Task material below:

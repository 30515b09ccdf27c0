use super::{Action, Publication, PublishError, ReleaseRequest, Stage};
use crate::{
    checksum::Checksum,
    github::{
        asset::{Asset, AssetUpload, UploadedAsset},
        builder::ReleaseBuilder,
        release::{Release, ReleaseAsset},
        repository::Repository,
        ReleaseApi,
    },
};
use std::io;

/// Refuses to touch a release that already exists unless updates were asked for.
pub fn check_update_allowed(
    request: &ReleaseRequest,
    existing: Option<&Release>,
) -> Result<(), PublishError> {
    match existing {
        Some(release) if !request.update => Err(PublishError::Conflict {
            tag: request.tag.name().to_owned(),
            url: release.html_url.to_owned(),
        }),
        _ => Ok(()),
    }
}

/// Creates or edits the release, clears the assets of a pre-existing release,
/// then uploads the requested files one at a time in order. The first failure
/// stops the run; nothing done before it is undone.
pub async fn synchronize<A: ReleaseApi>(
    api: &A,
    request: &ReleaseRequest,
    existing: Option<Release>,
) -> Result<Publication, PublishError> {
    check_update_allowed(request, existing.as_ref())?;

    let repo = &request.repository;
    let body = ReleaseBuilder::new(&request.tag)
        .name(&request.name)
        .target_commitish(&request.commitish)
        .prerelease(request.prerelease)
        .draft(request.draft)
        .body(request.body.as_deref())
        .build();

    let (action, mut release) = match existing {
        None => {
            log::info!("creating release {}", request.name);
            let release = api
                .create_release(repo, &body)
                .await
                .map_err(|cause| Stage::CreateRelease.error(cause))?;

            (Action::Created, release)
        }
        Some(existing) => {
            log::info!("updating release {} (id {})", request.name, existing.id);
            let release = api
                .edit_release(repo, existing.id, &body)
                .await
                .map_err(|cause| Stage::EditRelease.error(cause))?;

            delete_assets(api, repo, &existing.assets).await?;

            (Action::Updated, release)
        }
    };

    let (assets, uploads) = upload_assets(api, &release, &request.assets).await?;
    release.assets = assets;

    Ok(Publication {
        action,
        release,
        uploads,
    })
}

async fn delete_assets<A: ReleaseApi>(
    api: &A,
    repo: &Repository,
    assets: &[ReleaseAsset],
) -> Result<(), PublishError> {
    for asset in assets {
        log::info!("deleting asset {} (id {})", asset.name, asset.id);
        api.delete_release_asset(repo, asset)
            .await
            .map_err(|cause| Stage::DeleteAsset(asset.name.to_owned()).error(cause))?;
    }

    Ok(())
}

async fn upload_assets<A: ReleaseApi>(
    api: &A,
    release: &Release,
    assets: &[Asset],
) -> Result<(Vec<ReleaseAsset>, Vec<UploadedAsset>), PublishError> {
    let mut uploaded = Vec::with_capacity(assets.len());
    let mut uploads = Vec::with_capacity(assets.len());

    for asset in assets {
        let io_error = |cause: io::Error| PublishError::Io {
            path: asset.path.to_owned(),
            cause,
        };

        let checksum = Checksum::from_path(&asset.path).map_err(io_error)?;
        let upload = AssetUpload::open(asset).await.map_err(io_error)?;

        log::info!("uploading {} ({} bytes)", asset.name, upload.size);
        let remote = api
            .upload_release_asset(release, upload)
            .await
            .map_err(|cause| Stage::UploadAsset(asset.name.to_owned()).error(cause))?;

        uploads.push(UploadedAsset::new(
            remote.name.to_owned(),
            remote.url.to_owned(),
            checksum.value().to_owned(),
        ));
        uploaded.push(remote);
    }

    Ok((uploaded, uploads))
}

End of Task material.

**Task:** From the records above, show each line that contains the word "push".

**Answer section:**
        uploads.push(UploadedAsset::new(
        uploaded.push(remote);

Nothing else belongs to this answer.